The Problems With Protos

Hello Language Nerd,

A friend of mine recently bought a book that claims to list about two dozen fundamental words from the “first language,” when humans were still one small group speaking together. It says that all languages have words descended from these originals. My friend thinks it’s great, but I’m not convinced – didn’t human language begin about 50,000 years ago? How could anyone possibly reconstruct words from that far in the past?

-Andres G.

***

Dear Andres,

Your suspicions are well-founded! Have you considered taking up historical linguistics? (Corollary: sorry, friend-of-Andres, you have likely been hornswoggled.) We go through phases where these “global etymologies” become popular, and it has a heartwarming side effect: those cranky linguists, who argue so often, come together as one to trash them.

We tooootally all speak as one, man. (Photo credit: Wikipedia)

It’s tempting to try and build a global etymology. It would be cool, and make us all feel very interconnected and whatnot. And there’s a good chance that at one point all the humans on earth, all fifteen of them, did speak the same language (though the contrary idea that language showed up in many different groups also has its backers). The problem is that 50,000 years is a loooooooong time, and languages change rapidly. Our minds tend to boggle when we get into big numbers, so to put it in perspective, a mere 7,000 years ago English, Punjab, Pashto, and Greek were all one proto-language (see very cool chart). Can you speak Pashto based on this shared past? Odds are low. Can we reconstruct any of the words that are in both our languages’ pasts? Yes, a few, but it’s very difficult, and the answers we come up with can be tenuous. This is why linguists work on constructing what’s called Proto Indo-European: it is a difficult but possible task with the tools we have now. Proto-World, on the other hand, is septuple as many years away, which takes the task sadly outside the realm of possibility.

So this long time frame is the real problem. The proto-problem, if you will. A second problem, which is caused by (many, mostly amateur) would-be etymologizers trying to deal with the first problem, is this: astonishingly terrible methodology. Just… just amazing.

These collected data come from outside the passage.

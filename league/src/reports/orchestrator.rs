//! Report orchestrator: gateway, standings and renderer per request.

use std::sync::Arc;
use std::time::Instant;

use chrono::{DateTime, Utc};

use super::errors::{ReportError, ReportResult};
use super::gateway::ReportDataGateway;
use super::pdf::{FlowConfig, FlowDocumentRenderer};
use super::xlsx::TabularWorkbookRenderer;
use super::{ReportBuffer, ReportData, ReportFormat, ReportKind, ReportRenderer, ReportRequest, report_filename};
use crate::db::ReportStore;
use crate::standings::{StandingsRow, compute_standings};
use crate::tournament::{Tournament, TournamentId};

/// Composes the pipeline for each report request.
///
/// Holds no mutable state; one instance is shared by all requests.
#[derive(Clone)]
pub struct ReportOrchestrator {
    gateway: ReportDataGateway,
    renderers: Vec<Arc<dyn ReportRenderer>>,
}

impl ReportOrchestrator {
    /// Create an orchestrator with the default renderers
    ///
    /// # Arguments
    ///
    /// * `store` - Report data store
    /// * `flow` - Page geometry for PDF output
    pub fn new(store: Arc<dyn ReportStore>, flow: FlowConfig) -> Self {
        Self::with_renderers(
            ReportDataGateway::new(store),
            vec![
                Arc::new(FlowDocumentRenderer::new(flow)) as Arc<dyn ReportRenderer>,
                Arc::new(TabularWorkbookRenderer) as Arc<dyn ReportRenderer>,
            ],
        )
    }

    /// Create an orchestrator with custom renderers, one per format
    pub fn with_renderers(
        gateway: ReportDataGateway,
        renderers: Vec<Arc<dyn ReportRenderer>>,
    ) -> Self {
        Self { gateway, renderers }
    }

    /// Generate a report stamped with the current time
    ///
    /// # Errors
    ///
    /// * `ReportError::UnsupportedFormat` - No renderer for the format
    /// * `ReportError::NotFound` - Root entity does not exist
    /// * `ReportError::Store` - Data store failure
    /// * `ReportError::RenderFailure` - Renderer failed
    pub async fn generate(&self, request: &ReportRequest) -> ReportResult<ReportBuffer> {
        self.generate_at(request, Utc::now()).await
    }

    /// Generate a report stamped with `generated_at`
    pub async fn generate_at(
        &self,
        request: &ReportRequest,
        generated_at: DateTime<Utc>,
    ) -> ReportResult<ReportBuffer> {
        let started = Instant::now();
        if !self.renderers.iter().any(|r| r.format() == request.format) {
            return Err(ReportError::UnsupportedFormat(format!(
                "no renderer for {}",
                request.format
            )));
        }
        let data = self.load(request.kind, request.target_id).await?;
        let buffer = self.render(&data, request.format, generated_at)?;

        log::info!(
            "Generated {} {} report for id {} ({} bytes) in {:?}",
            request.kind,
            request.format,
            request.target_id,
            buffer.bytes.len(),
            started.elapsed()
        );
        Ok(buffer)
    }

    /// Tournament header and ranked standings, for the JSON endpoint
    pub async fn standings(
        &self,
        tournament_id: TournamentId,
    ) -> ReportResult<(Tournament, Vec<StandingsRow>)> {
        let source = self.gateway.standings_source(tournament_id).await?;
        let rows = compute_standings(tournament_id, &source.teams, &source.matches);
        Ok((source.tournament, rows))
    }

    async fn load(&self, kind: ReportKind, target_id: i64) -> ReportResult<ReportData> {
        match kind {
            ReportKind::Teams => self.gateway.team_listing(target_id).await,
            ReportKind::Roster => self.gateway.roster(target_id).await,
            ReportKind::Fixture => self.gateway.fixture(target_id).await,
            ReportKind::Standings => {
                let (tournament, rows) = self.standings(target_id).await?;
                Ok(ReportData::Standings { tournament, rows })
            }
        }
    }

    /// Render loaded data into a buffer with its filename and mime type
    pub fn render(
        &self,
        data: &ReportData,
        format: ReportFormat,
        generated_at: DateTime<Utc>,
    ) -> ReportResult<ReportBuffer> {
        let renderer = self
            .renderers
            .iter()
            .find(|r| r.format() == format)
            .ok_or_else(|| ReportError::UnsupportedFormat(format!("no renderer for {format}")))?;

        let bytes = renderer
            .render(data, generated_at)
            .map_err(|source| ReportError::RenderFailure { format, source })?;

        Ok(ReportBuffer {
            bytes,
            mime_type: format.mime_type(),
            filename: report_filename(data.kind(), data.entity_name(), format),
        })
    }
}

Lyle Campbell has written a paper titled The Ultimate Wreckage of Global Etylomogists (ok, not really, but it should be), which is very readable and had me in stitches,* so do take a peek. It’s aimed at the two biggest names in the biz, Bengston and Ruhlen, but he outlines the basic problem with the methodology of most global etymologists (hint: they don’t have one). Let’s break it into three flavors of badness, like Neapolitan shame.

1. They decide what sounds count as “close enough” based on nothing at all. So B&R are trying to prove that in Ye Verrie Firste Language “kuna” meant “woman,” by showing that lots and lots of languages today have words similar to “kuna” that mean “woman.” How close does a word need to be to “kuna” to be accepted? Decide for yourself what’s acceptable from this list:

kwn-a
gene
hanoko
qinitu
wana
aganak
chana-da
en-okhono
hoonigi
atsia-xnis

Alright, which ones are you keeping? If you’re Bengsten and Ruhlen, all of them, and plenty more besides (pgs 306-307). And there’s no explanation for how they decided these words were based on one root. The words all look kinda similar, so why not?

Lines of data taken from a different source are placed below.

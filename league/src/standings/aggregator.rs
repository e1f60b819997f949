//! Folds finished match results into per-team counters.

use std::collections::HashMap;

use serde::{Deserialize, Serialize};

use crate::tournament::{Match, Team, TeamId, TournamentId};

/// Raw per-team counters accumulated from finished matches.
#[derive(Debug, Clone, Copy, Default, PartialEq, Eq, Serialize, Deserialize)]
pub struct TeamCounters {
    pub played: u32,
    pub won: u32,
    pub drawn: u32,
    pub lost: u32,
    pub goals_for: i64,
    pub goals_against: i64,
}

impl TeamCounters {
    fn record(&mut self, scored: i32, conceded: i32) {
        self.played += 1;
        self.goals_for += i64::from(scored);
        self.goals_against += i64::from(conceded);
        match scored.cmp(&conceded) {
            std::cmp::Ordering::Greater => self.won += 1,
            std::cmp::Ordering::Equal => self.drawn += 1,
            std::cmp::Ordering::Less => self.lost += 1,
        }
    }
}

/// Aggregates match results for a single tournament.
#[derive(Debug, Clone, Copy)]
pub struct MatchAggregator {
    tournament_id: TournamentId,
}

impl MatchAggregator {
    pub fn new(tournament_id: TournamentId) -> Self {
        Self { tournament_id }
    }

    /// Build counters for every team, including teams without finished matches.
    ///
    /// Only finished matches with both scores recorded contribute. Matches that
    /// belong to another tournament or reference a team outside `teams` are
    /// skipped.
    pub fn aggregate(&self, teams: &[Team], matches: &[Match]) -> HashMap<TeamId, TeamCounters> {
        let mut counters: HashMap<TeamId, TeamCounters> = teams
            .iter()
            .map(|team| (team.id, TeamCounters::default()))
            .collect();

        for game in matches {
            if game.tournament_id != self.tournament_id {
                log::debug!(
                    "Skipping match {} from tournament {} while aggregating tournament {}",
                    game.id,
                    game.tournament_id,
                    self.tournament_id
                );
                continue;
            }

            let Some((home_score, away_score)) = game.final_score() else {
                continue;
            };

            if !counters.contains_key(&game.home_team_id)
                || !counters.contains_key(&game.away_team_id)
            {
                log::debug!(
                    "Skipping match {}: team {} or {} is not registered to tournament {}",
                    game.id,
                    game.home_team_id,
                    game.away_team_id,
                    self.tournament_id
                );
                continue;
            }

            if let Some(home) = counters.get_mut(&game.home_team_id) {
                home.record(home_score, away_score);
            }
            if let Some(away) = counters.get_mut(&game.away_team_id) {
                away.record(away_score, home_score);
            }
        }

        counters
    }
}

2. What words have “close enough” meanings is also based on nothing. If you thought all the words in B&R’s list meant specifically “woman,” uh… nope. They range from “wife” to “mother” to “girl” to “spirit of a dead woman” to “queen.” The meanings for words in their list for “hole” (pgs 301-302) include “nostrils,” “grave,” “rear of army,” “back part,” “incision,” “shoulder,” “window,” “backwards,” “to tickle,” and somehow “to tickle a tired pig to make it go.” (I know you’re wondering – the last word is “kilikili,” from the Nggela language, though I haven’t been able to find any sources for this translation other than Ruhlen.)

3. There’s no attempt to remove words that are coincidentally similar. This is the killer, which the other two feed into. There are, well, lots of words out there in the world, and you can find plenty of words that are similar just by browsing around. As you accept more and more variations on the sounds and the meanings, your chances of (bad-)lucking into similar words skyrocket. Bengston and Ruhlen refer to the “truly miniscule probability of accidental similarities” (pg 281) in their works. This paper, on the other hand, maths it up and find that with their methodology there is a 100% chance of false similarities entering the data pool. Yes. 100. It is that bad. And this paper is not nearly as ball-busting as Campbell.

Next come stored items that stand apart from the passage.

//! Integration tests for the report pipeline over the in-memory store.
//!
//! Covers standings ordering end to end, both output formats for every
//! report kind, and the agreement between the two renderers on row order
//! and podium emphasis.

use chrono::{DateTime, Duration, NaiveDate, TimeZone, Utc};
use league::db::{MemoryStore, ReportStore};
use league::reports::{
    FlowConfig, FlowDocumentRenderer, ReportData, ReportError, ReportFormat, ReportKind,
    ReportOrchestrator, ReportRequest, TabularWorkbookRenderer,
};
use league::tournament::{Match, Player, Status, Team, Tournament};
use std::sync::Arc;

fn generated_at() -> DateTime<Utc> {
    Utc.with_ymd_and_hms(2025, 8, 15, 20, 0, 0).unwrap()
}

fn team(id: i64, name: &str) -> Team {
    Team {
        id,
        name: name.to_string(),
        color: Some("Blue".to_string()),
        tournament_id: 1,
        representative: Some(format!("Rep {id}")),
        representative_phone: Some("70000000".to_string()),
    }
}

fn finished(id: i64, home: i64, away: i64, score: (i32, i32)) -> Match {
    Match {
        id,
        tournament_id: 1,
        home_team_id: home,
        away_team_id: away,
        scheduled_at: Utc.with_ymd_and_hms(2025, 8, 1, 16, 0, 0).unwrap() + Duration::days(id % 3),
        venue: Some("Estadio Municipal".to_string()),
        status: Status::Finished,
        home_score: Some(score.0),
        away_score: Some(score.1),
        notes: None,
    }
}

/// Five teams: Leones, Pumas, Condores, Zorros, Halcones
fn store() -> Arc<dyn ReportStore> {
    let mut store = MemoryStore::new().with_tournament(Tournament {
        id: 1,
        name: "Torneo Clausura 2025".to_string(),
        discipline: "Football".to_string(),
        season: Some("2025".to_string()),
        status: Status::InProgress,
        start_date: NaiveDate::from_ymd_opt(2025, 7, 1),
        end_date: NaiveDate::from_ymd_opt(2025, 11, 30),
        organizer_id: Some(1),
    });

    for (id, name) in [(1, "Leones"), (2, "Pumas"), (3, "Condores"), (4, "Zorros"), (5, "Halcones")] {
        store = store.with_team(team(id, name));
    }

    for shirt in [10, 1, 7] {
        store = store.with_player(Player {
            id: i64::from(shirt),
            first_name: format!("Jugador{shirt}"),
            last_name: "Flores".to_string(),
            birth_date: NaiveDate::from_ymd_opt(1998, 9, 1),
            shirt_number: shirt,
            position: (shirt == 1).then(|| "Goalkeeper".to_string()),
            team_id: 1,
            registered_at: generated_at() - Duration::days(30),
        });
    }

    // Leones 6 pts, Pumas 4, Condores 4 (worse GD), Zorros 1, Halcones 1
    let matches = [
        finished(1, 1, 2, (2, 1)),
        finished(2, 1, 3, (1, 0)),
        finished(3, 2, 4, (3, 0)),
        finished(4, 3, 5, (2, 1)),
        finished(5, 2, 3, (1, 1)),
        finished(6, 4, 5, (0, 0)),
    ];
    for game in matches {
        store = store.with_match(game);
    }

    store = store.with_match(Match {
        id: 7,
        tournament_id: 1,
        home_team_id: 5,
        away_team_id: 1,
        scheduled_at: Utc.with_ymd_and_hms(2025, 9, 1, 18, 30, 0).unwrap(),
        venue: None,
        status: Status::Scheduled,
        home_score: None,
        away_score: None,
        notes: Some("Night match".to_string()),
    });

    Arc::new(store)
}

fn orchestrator() -> ReportOrchestrator {
    ReportOrchestrator::new(store(), FlowConfig::default())
}

#[tokio::test]
async fn test_standings_order_end_to_end() {
    let (tournament, rows) = orchestrator().standings(1).await.unwrap();
    assert_eq!(tournament.name, "Torneo Clausura 2025");

    let order: Vec<&str> = rows.iter().map(|r| r.team_name.as_str()).collect();
    assert_eq!(order, vec!["Leones", "Pumas", "Condores", "Halcones", "Zorros"]);

    let leones = &rows[0];
    assert_eq!((leones.played, leones.won, leones.points), (2, 2, 6));
    assert_eq!(leones.goal_difference, 2);

    let pumas = &rows[1];
    assert_eq!((pumas.won, pumas.drawn, pumas.lost, pumas.points), (1, 1, 1, 4));
}

#[tokio::test]
async fn test_every_kind_renders_in_both_formats() {
    let orchestrator = orchestrator();
    let cases = [
        ("equipos", 1, "equipos_Torneo_Clausura_2025"),
        ("jugadores", 1, "jugadores_Leones"),
        ("fixture", 1, "fixture_Torneo_Clausura_2025"),
        ("tabla_posiciones", 1, "tabla_posiciones_Torneo_Clausura_2025"),
    ];

    for (kind, id, stem) in cases {
        let pdf = orchestrator
            .generate_at(&ReportRequest::parse(kind, id, "pdf").unwrap(), generated_at())
            .await
            .unwrap();
        assert!(pdf.bytes.starts_with(b"%PDF"), "{kind} pdf");
        assert_eq!(pdf.filename, format!("{stem}.pdf"));
        assert_eq!(pdf.mime_type, "application/pdf");

        let excel = orchestrator
            .generate_at(&ReportRequest::parse(kind, id, "excel").unwrap(), generated_at())
            .await
            .unwrap();
        assert!(excel.bytes.starts_with(b"PK"), "{kind} xlsx");
        assert_eq!(excel.filename, format!("{stem}.xlsx"));
    }
}

#[tokio::test]
async fn test_missing_root_entities_are_not_found() {
    let orchestrator = orchestrator();

    let roster = ReportRequest::parse("jugadores", 99, "pdf").unwrap();
    assert!(matches!(
        orchestrator.generate(&roster).await,
        Err(ReportError::NotFound { entity: "Team", id: 99 })
    ));

    let fixture = ReportRequest::parse("fixture", 2, "excel").unwrap();
    assert!(matches!(
        orchestrator.generate(&fixture).await,
        Err(ReportError::NotFound { entity: "Tournament", id: 2 })
    ));
}

#[tokio::test]
async fn test_renderers_agree_on_order_and_podium() {
    let (tournament, rows) = orchestrator().standings(1).await.unwrap();
    let data = ReportData::Standings {
        tournament,
        rows: rows.clone(),
    };

    let document = FlowDocumentRenderer::default()
        .layout(&data, generated_at())
        .unwrap();
    let pdf_rows: Vec<(String, bool)> = document
        .runs()
        .filter(|run| rows.iter().any(|r| r.team_name == run.text))
        .map(|run| (run.text.clone(), run.bold))
        .collect();

    let sheet = TabularWorkbookRenderer.layout(&data, generated_at());
    let first = sheet.first_data_row();
    let sheet_rows: Vec<(String, bool)> = (0..rows.len() as u32)
        .map(|offset| {
            let cell = sheet.cell(first + offset, 1).unwrap();
            match &cell.value {
                league::reports::xlsx::CellValue::Text(name) => (name.clone(), cell.bold),
                other => panic!("unexpected team cell {other:?}"),
            }
        })
        .collect();

    assert_eq!(pdf_rows, sheet_rows);
    let podium: Vec<bool> = pdf_rows.iter().map(|(_, bold)| *bold).collect();
    assert_eq!(podium, vec![true, true, true, false, false]);
}

#[tokio::test]
async fn test_fixture_pdf_lists_unplayed_match_status() {
    let request = ReportRequest {
        kind: ReportKind::Fixture,
        target_id: 1,
        format: ReportFormat::Pdf,
    };
    let buffer = orchestrator()
        .generate_at(&request, generated_at())
        .await
        .unwrap();
    let text = String::from_utf8_lossy(&buffer.bytes);
    assert!(text.contains("Result: SCHEDULED"));
    assert!(text.contains("Result: 2 - 1"));
}

#[tokio::test]
async fn test_roster_pdf_is_ordered_by_shirt_number() {
    let request = ReportRequest::parse("jugadores", 1, "pdf").unwrap();
    let buffer = orchestrator()
        .generate_at(&request, generated_at())
        .await
        .unwrap();
    let text = String::from_utf8_lossy(&buffer.bytes);

    let positions: Vec<usize> = ["Jugador1 Flores", "Jugador7 Flores", "Jugador10 Flores"]
        .iter()
        .map(|name| text.find(name).unwrap())
        .collect();
    assert!(positions.windows(2).all(|w| w[0] < w[1]));
    assert!(text.contains("Goalkeeper"));
}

One of the frequent cries on the side of the global etymologists is, “But our methods give so MANY words!” or more fancily, “…the cumulative weight of all the evidence completely swamps whatever random errors may be scattered through the work” (pg 290). Mark Rosenfelder responded to this with a quote that is going on my wall: “A bad methodology doesn’t become more respectable just by repeating it.” Rosenfelder does his own excellent deconstruction of the global etymology business here, and calculates how many chance similarities you can expect between languages here (it’s a lot).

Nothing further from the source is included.